Today (day of writing this) was a wonderful, warm day. By which I mean the temperature hit the 40s in the sun and I celebrated by going for two walks, both of which eschewed my heavy coat and hat. I even rolled my sleeves up to maximize my total amount of exposed skin so I can get the most benefit from the sun as possible. I know this warmth is short-lived because the temperature is already beginning a slow decline towards the single digits (which it should hit by tomorrow), but it gives me hope that things are improving. Or at least that the winter is turning away from frigid cold and back toward moderately freezing.
This is, of course, still Wisconsin so it is entirely possible that we’ll get another arctic plunge or polar vortex or great freeze before the spring has properly begun (and maybe even more before the spring ends), but I still appreciate today. It was nice to be able to go outside, enjoy the sunshine, and not have to deal with the light sweat of being just a little too warmly dressed or the general clamminess of being active in the cold. It was the perfect temperature for a walk with just a sweatshirt. It was also really nice to be able to confidently step on all the damp spots on the sidewalk since it is too warm for black ice to have formed in the salty runoff on the sidewalks like it does when the wind chill and clouds mean it feels like -20 or lower outside.
It was just nice to experience. After a weekend of being sick and feeling like crap, a month of stress and problems, and a year that redefined my life in many significant ways, today was just a nice day. There was sun, I laughed at a podcast a bunch, I tidied up my apartment a bit, I got work done, and all after a night of sleeping like shit that, honestly, wasn’t that bad. Nothing special happened today, nothing drastically changed so far as I can tell, but it was just a nice day and I forget how great a normal day could be. I got enough done. I gave myself a decent to-do list. I took care of a bunch of stuff I was putting off, made plans to do more, and feel capable of handling the things on my to-do list even if I’m not going to try to cram them all into today. There’s nothing urgent going on, nothing that needs to be resolved immediately. I can do that stuff later this week, later this month, or even next month.

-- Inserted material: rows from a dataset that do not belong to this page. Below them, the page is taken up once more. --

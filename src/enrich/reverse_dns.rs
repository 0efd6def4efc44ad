use super::{bool_option, is_local_ip, seconds_option, Enricher};
use crate::config::EnricherOptions;
use crate::error::FlowMetricsError;
use crate::flow::Flow;
use moka::sync::Cache;
use parking_lot::Mutex;
use std::io::{BufRead, BufReader};
use std::net::{IpAddr, Ipv4Addr};
use std::process::{Child, Command, Stdio};
use std::thread::JoinHandle;
use std::time::Duration;
use tracing::{debug, info};

const UNKNOWN: &str = "unknown";
const DEFAULT_CACHE_TTL: Duration = Duration::from_secs(3600);
/// Window within which a query line and its reply line are paired up.
const SESSION_TTL: Duration = Duration::from_secs(60);

type ResolverFn = Box<dyn Fn(Ipv4Addr) -> Option<String> + Send + Sync>;

struct PiholeTailer {
    child: Child,
    thread: Option<JoinHandle<()>>,
}

/// Adds `source_dns` / `destination_dns` via reverse resolution.
///
/// Resolutions are cached per IP for `cache_duration` with a strict TTL
/// (reads do not renew it, so a stale reverse mapping cannot keep itself
/// alive) and a loader that collapses concurrent misses for one key onto a
/// single blocking lookup. `lookup_local` / `lookup_remote` gate whether a
/// class of addresses is resolved at all; a disabled class is labeled
/// `"local"` / `"remote"` without a DNS call. With `ip_as_unknown` the
/// literal address stands in wherever `"unknown"` or a class literal would
/// be used. `tail_pihole` additionally streams the pihole query log and
/// answers lookups from the observed query/reply correlation first.
pub struct ReverseDns {
    ttl: Duration,
    lookup_local: bool,
    lookup_remote: bool,
    ip_as_unknown: bool,
    tail_pihole: bool,
    cache: Cache<String, String>,
    pihole_results: Cache<String, String>,
    resolver: ResolverFn,
    tailer: Mutex<Option<PiholeTailer>>,
}

impl ReverseDns {
    pub fn new() -> Self {
        Self {
            ttl: DEFAULT_CACHE_TTL,
            lookup_local: false,
            lookup_remote: true,
            ip_as_unknown: false,
            tail_pihole: false,
            cache: Cache::builder().time_to_live(DEFAULT_CACHE_TTL).build(),
            pihole_results: Cache::builder().time_to_idle(DEFAULT_CACHE_TTL).build(),
            resolver: Box::new(system_lookup),
            tailer: Mutex::new(None),
        }
    }

    fn class_fallback(&self, ip: Ipv4Addr, class: &str) -> String {
        if self.ip_as_unknown {
            ip.to_string()
        } else {
            class.to_string()
        }
    }

    fn resolve(&self, ip: Ipv4Addr) -> String {
        let local = is_local_ip(ip);
        if local && !self.lookup_local {
            return self.class_fallback(ip, "local");
        }
        if !local && !self.lookup_remote {
            return self.class_fallback(ip, "remote");
        }

        let key = ip.to_string();
        if self.tail_pihole {
            if let Some(name) = self.pihole_results.get(&key) {
                return name;
            }
        }

        let resolved = self.cache.get_with(key, || {
            debug!(ip = %ip, "reverse lookup");
            match (self.resolver)(ip) {
                Some(name) => {
                    let name = name.trim_end_matches('.').to_string();
                    if name.is_empty() {
                        UNKNOWN.to_string()
                    } else {
                        name
                    }
                }
                None => UNKNOWN.to_string(),
            }
        });
        if resolved == UNKNOWN && self.ip_as_unknown {
            ip.to_string()
        } else {
            resolved
        }
    }
}

impl Default for ReverseDns {
    fn default() -> Self {
        Self::new()
    }
}

impl Enricher for ReverseDns {
    fn configure(&mut self, opts: &EnricherOptions) -> crate::Result<()> {
        if let Some(secs) = seconds_option(opts, "reverse_dns", "cache_duration")? {
            self.ttl = Duration::from_secs(secs);
        }
        if let Some(v) = bool_option(opts, "reverse_dns", "lookup_local")? {
            self.lookup_local = v;
        }
        if let Some(v) = bool_option(opts, "reverse_dns", "lookup_remote")? {
            self.lookup_remote = v;
        }
        if let Some(v) = bool_option(opts, "reverse_dns", "ip_as_unknown")? {
            self.ip_as_unknown = v;
        }
        if let Some(v) = bool_option(opts, "reverse_dns", "tail_pihole")? {
            self.tail_pihole = v;
        }
        Ok(())
    }

    fn start(&mut self) -> crate::Result<()> {
        self.cache = Cache::builder().time_to_live(self.ttl).build();

        if self.tail_pihole {
            self.pihole_results = Cache::builder().time_to_idle(self.ttl).build();
            info!("tailing pihole for DNS correlation");
            let mut child = Command::new("pihole")
                .arg("-t")
                .stdout(Stdio::piped())
                .stderr(Stdio::null())
                .spawn()?;
            let stdout = child.stdout.take().ok_or_else(|| {
                FlowMetricsError::Enricher("pihole stdout is not captured".to_string())
            })?;
            let results = self.pihole_results.clone();
            let thread = std::thread::Builder::new()
                .name("pihole-tail".to_string())
                .spawn(move || tail_pihole(BufReader::new(stdout), results))?;
            *self.tailer.lock() = Some(PiholeTailer {
                child,
                thread: Some(thread),
            });
        }

        Ok(())
    }

    fn enrich(&self, flow: &mut Flow) {
        for (attr, dest) in [
            ("source_ip", "source_dns"),
            ("destination_ip", "destination_dns"),
        ] {
            if let Some(ip) = flow.as_ip(attr) {
                flow.add_attr(dest, self.resolve(ip));
            }
        }
    }

    fn close(&self) -> crate::Result<()> {
        if let Some(mut tailer) = self.tailer.lock().take() {
            let killed = tailer.child.kill();
            let _ = tailer.child.wait();
            if let Some(thread) = tailer.thread.take() {
                let _ = thread.join();
            }
            killed?;
        }
        Ok(())
    }
}

fn system_lookup(ip: Ipv4Addr) -> Option<String> {
    match dns_lookup::lookup_addr(&IpAddr::V4(ip)) {
        Ok(name) if !name.is_empty() => Some(name),
        _ => None,
    }
}

/// Consumes pihole log lines until the stream ends, publishing correlated
/// query/answer pairs into `results`.
fn tail_pihole<R: BufRead>(reader: R, results: Cache<String, String>) {
    let sessions: Cache<String, String> = Cache::builder().time_to_idle(SESSION_TTL).build();
    for line in reader.lines() {
        let Ok(line) = line else {
            break;
        };
        correlate_line(&line, &sessions, &results);
    }
    debug!("pihole stream closed");
}

/// Parses one dnsmasq-style log line. A `query` action stages the queried
/// hostname under its session id; a later `cached`/`reply` action for the
/// same session that names a concrete result address publishes
/// address -> hostname. CNAME placeholders are not addresses and are
/// skipped.
fn correlate_line(line: &str, sessions: &Cache<String, String>, results: &Cache<String, String>) {
    let bits: Vec<&str> = line.split_whitespace().collect();
    if bits.len() < 7 {
        return;
    }
    let session_id = bits[1];
    let action = bits[3];
    if action.starts_with("query") {
        sessions.insert(session_id.to_string(), bits[4].to_string());
    } else if (action == "cached" || action == "reply") && bits[5] == "is" && bits[6] != "<CNAME>" {
        if let Some(query) = sessions.get(session_id) {
            debug!(query = %query, result = bits[6], "correlated pihole answer");
            results.insert(bits[6].to_string(), query);
        }
    }
}

#[cfg(test)]
mod tests {
    use super::*;
    use std::sync::atomic::{AtomicUsize, Ordering};
    use std::sync::Arc;

    fn local_ip() -> Ipv4Addr {
        Ipv4Addr::new(192, 168, 0, 10)
    }

    fn remote_ip() -> Ipv4Addr {
        Ipv4Addr::new(8, 8, 8, 8)
    }

    fn panicking_resolver() -> ResolverFn {
        Box::new(|ip| panic!("unexpected lookup of {ip}"))
    }

    #[test]
    fn local_addresses_are_not_resolved_by_default() {
        let mut rdns = ReverseDns::new();
        rdns.resolver = panicking_resolver();
        assert_eq!(rdns.resolve(local_ip()), "local");
    }

    #[test]
    fn disabled_remote_lookup_yields_class_literal() {
        let mut rdns = ReverseDns::new();
        rdns.lookup_remote = false;
        rdns.resolver = panicking_resolver();
        assert_eq!(rdns.resolve(remote_ip()), "remote");
    }

    #[test]
    fn ip_as_unknown_replaces_class_literals() {
        let mut rdns = ReverseDns::new();
        rdns.lookup_remote = false;
        rdns.ip_as_unknown = true;
        rdns.resolver = panicking_resolver();
        assert_eq!(rdns.resolve(local_ip()), "192.168.0.10");
        assert_eq!(rdns.resolve(remote_ip()), "8.8.8.8");
    }

    #[test]
    fn failed_lookup_falls_back_to_unknown() {
        let mut rdns = ReverseDns::new();
        rdns.resolver = Box::new(|_| None);
        assert_eq!(rdns.resolve(remote_ip()), "unknown");
    }

    #[test]
    fn failed_lookup_with_ip_as_unknown_uses_the_address() {
        let mut rdns = ReverseDns::new();
        rdns.ip_as_unknown = true;
        rdns.resolver = Box::new(|_| None);
        assert_eq!(rdns.resolve(remote_ip()), "8.8.8.8");
    }

    #[test]
    fn resolved_names_are_trimmed_and_cached() {
        let calls = Arc::new(AtomicUsize::new(0));
        let counter = calls.clone();
        let mut rdns = ReverseDns::new();
        rdns.resolver = Box::new(move |_| {
            counter.fetch_add(1, Ordering::SeqCst);
            Some("dns.google.".to_string())
        });

        assert_eq!(rdns.resolve(remote_ip()), "dns.google");
        assert_eq!(rdns.resolve(remote_ip()), "dns.google");
        assert_eq!(calls.load(Ordering::SeqCst), 1);
    }

    #[test]
    fn lookup_local_resolves_local_addresses() {
        let mut rdns = ReverseDns::new();
        rdns.lookup_local = true;
        rdns.resolver = Box::new(|_| Some("printer.lan".to_string()));
        assert_eq!(rdns.resolve(local_ip()), "printer.lan");
    }

    #[test]
    fn concurrent_misses_collapse_onto_one_lookup() {
        let calls = Arc::new(AtomicUsize::new(0));
        let counter = calls.clone();
        let mut rdns = ReverseDns::new();
        rdns.resolver = Box::new(move |_| {
            counter.fetch_add(1, Ordering::SeqCst);
            std::thread::sleep(Duration::from_millis(100));
            Some("dns.google".to_string())
        });
        let rdns = Arc::new(rdns);

        let handles: Vec<_> = (0..4)
            .map(|_| {
                let rdns = rdns.clone();
                std::thread::spawn(move || rdns.resolve(remote_ip()))
            })
            .collect();
        for h in handles {
            assert_eq!(h.join().unwrap(), "dns.google");
        }
        assert_eq!(calls.load(Ordering::SeqCst), 1);
    }

    #[test]
    fn pihole_results_take_precedence_over_resolution() {
        let mut rdns = ReverseDns::new();
        rdns.tail_pihole = true;
        rdns.resolver = panicking_resolver();
        rdns.pihole_results
            .insert("8.8.8.8".to_string(), "dns.google".to_string());
        assert_eq!(rdns.resolve(remote_ip()), "dns.google");
    }

    #[test]
    fn enrich_adds_both_directions() {
        let mut rdns = ReverseDns::new();
        rdns.resolver = Box::new(|_| Some("dns.google".to_string()));
        let mut flow = Flow::new();
        flow.add_attr("source_ip", remote_ip());
        flow.add_attr("destination_ip", local_ip());
        rdns.enrich(&mut flow);
        assert_eq!(flow.as_str("source_dns"), Some("dns.google"));
        assert_eq!(flow.as_str("destination_dns"), Some("local"));
    }

    #[test]
    fn configure_rejects_wrong_option_types() {
        let mut rdns = ReverseDns::new();
        let mut opts = EnricherOptions::new();
        opts.insert(
            "tail_pihole".to_string(),
            toml::Value::String("yes".to_string()),
        );
        assert!(rdns.configure(&opts).is_err());

        let mut opts = EnricherOptions::new();
        opts.insert(
            "cache_duration".to_string(),
            toml::Value::Boolean(true),
        );
        assert!(rdns.configure(&opts).is_err());
    }

    #[test]
    fn configure_applies_options() {
        let mut rdns = ReverseDns::new();
        let mut opts = EnricherOptions::new();
        opts.insert("cache_duration".to_string(), toml::Value::Integer(120));
        opts.insert("lookup_local".to_string(), toml::Value::Boolean(true));
        opts.insert("lookup_remote".to_string(), toml::Value::Boolean(false));
        opts.insert("ip_as_unknown".to_string(), toml::Value::Boolean(true));
        rdns.configure(&opts).unwrap();
        assert_eq!(rdns.ttl, Duration::from_secs(120));
        assert!(rdns.lookup_local);
        assert!(!rdns.lookup_remote);
        assert!(rdns.ip_as_unknown);
    }

    fn caches() -> (Cache<String, String>, Cache<String, String>) {
        (
            Cache::builder().time_to_idle(SESSION_TTL).build(),
            Cache::builder().time_to_idle(DEFAULT_CACHE_TTL).build(),
        )
    }

    #[test]
    fn query_then_reply_publishes_a_correlation() {
        let (sessions, results) = caches();
        correlate_line(
            "Jul7 1234 dnsmasq: query[A] example.com from 192.168.0.5",
            &sessions,
            &results,
        );
        correlate_line(
            "Jul7 1234 dnsmasq: reply example.com is 93.184.216.34",
            &sessions,
            &results,
        );
        assert_eq!(
            results.get("93.184.216.34").as_deref(),
            Some("example.com")
        );
    }

    #[test]
    fn cached_action_also_publishes() {
        let (sessions, results) = caches();
        correlate_line(
            "Jul7 77 dnsmasq: query[AAAA] cdn.example.net from 10.0.0.2",
            &sessions,
            &results,
        );
        correlate_line(
            "Jul7 77 dnsmasq: cached cdn.example.net is 203.0.113.9",
            &sessions,
            &results,
        );
        assert_eq!(results.get("203.0.113.9").as_deref(), Some("cdn.example.net"));
    }

    #[test]
    fn cname_placeholders_are_skipped() {
        let (sessions, results) = caches();
        correlate_line(
            "Jul7 1234 dnsmasq: query[A] example.com from 192.168.0.5",
            &sessions,
            &results,
        );
        correlate_line(
            "Jul7 1234 dnsmasq: reply example.com is <CNAME>",
            &sessions,
            &results,
        );
        assert_eq!(results.get("<CNAME>"), None);
    }

    #[test]
    fn replies_without_a_staged_query_are_ignored() {
        let (sessions, results) = caches();
        correlate_line(
            "Jul7 999 dnsmasq: reply example.com is 93.184.216.34",
            &sessions,
            &results,
        );
        assert_eq!(results.get("93.184.216.34"), None);
    }

    #[test]
    fn short_lines_are_ignored() {
        let (sessions, results) = caches();
        correlate_line("too short", &sessions, &results);
        sessions.run_pending_tasks();
        assert_eq!(sessions.entry_count(), 0);
    }
}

And, hey, Tuesday the 22nd of the 2nd month of 2022 is coming up in three weeks (as of writing this) and that’s going be the “two”-iest day I’ll see in my lifetime, barring significant advanced in medical science and individual lifespans. Maybe I’ll get cupcakes or donuts or something for my coworkers just to mark the day.
I’m doing my best not to put too much on how I feel today, to not expect too much of myself or to place too much importance on anything that happened today. Setting reasonable expectations and achievable goals is important to maintaining my health, mental and physical, so I’m trying to keep myself in check. After all, it wouldn’t do me any good to have had a nice day today only to hate tomorrow because it doesn’t measure up to today. I also shouldn’t feel like something major happened today because then, if things don’t continue improving, it’ll be easy to write this off as a fluke rather than the slow and steady progress of all the work I’ve been doing on myself and the benefits of time set aside for rest and recovery, after all.
I hope you had a decent day, today, even if the weather wasn’t as nice as it was on the day I wrote this. I hope that day was nice for you as well.